Filter the entries down to the lines holding "StringHeap", then copy those lines.

Saved data entries

###

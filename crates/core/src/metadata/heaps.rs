//! The `#Strings` and `#Blob` heaps.

use super::bytes::ByteReader;
use crate::error::FormatError;

/// `#Strings`: NUL-terminated UTF-8 identifiers addressed by byte offset.
#[derive(Debug, Clone, Copy)]
pub struct StringHeap<'a> {
    data: &'a [u8],
}

impl<'a> StringHeap<'a> {
    pub fn new(data: &'a [u8]) -> Self {
        StringHeap { data }
    }

    pub fn get(&self, offset: u32) -> Result<String, FormatError> {
        if offset == 0 {
            return Ok(String::new());
        }
        let mut r = ByteReader::at(self.data, offset as usize)
            .map_err(|_| FormatError::new(format!("#Strings offset {:#x} out of range", offset)))?;
        let raw = r.c_str()?;
        Ok(String::from_utf8_lossy(raw).into_owned())
    }
}

/// `#Blob`: length-prefixed byte runs addressed by byte offset.
#[derive(Debug, Clone, Copy)]
pub struct BlobHeap<'a> {
    data: &'a [u8],
}

impl<'a> BlobHeap<'a> {
    pub fn new(data: &'a [u8]) -> Self {
        BlobHeap { data }
    }

    pub fn get(&self, offset: u32) -> Result<&'a [u8], FormatError> {
        if offset == 0 && self.data.is_empty() {
            return Ok(&[]);
        }
        let mut r = ByteReader::at(self.data, offset as usize)
            .map_err(|_| FormatError::new(format!("#Blob offset {:#x} out of range", offset)))?;
        let len = r.compressed_u32()?;
        r.bytes(len as usize)
    }
}

#[cfg(test)]
mod tests {
    use super::*;

    #[test]
    fn strings_resolve_by_offset() {
        let heap = StringHeap::new(b"\0Widget\0Acme.Widgets\0");
        assert_eq!(heap.get(0).unwrap(), "");
        assert_eq!(heap.get(1).unwrap(), "Widget");
        assert_eq!(heap.get(8).unwrap(), "Acme.Widgets");
        assert!(heap.get(64).is_err());
    }

    #[test]
    fn blobs_are_length_prefixed() {
        let heap = BlobHeap::new(&[0x00, 0x03, 0x20, 0x00, 0x01]);
        assert_eq!(heap.get(0).unwrap(), &[] as &[u8]);
        assert_eq!(heap.get(1).unwrap(), &[0x20, 0x00, 0x01]);
        assert!(heap.get(2).is_err());
        assert!(heap.get(9).is_err());
    }
}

###

Result for this task
pub struct StringHeap<'a> {
impl<'a> StringHeap<'a> {
        StringHeap { data }
        let heap = StringHeap::new(b"\0Widget\0Acme.Widgets\0");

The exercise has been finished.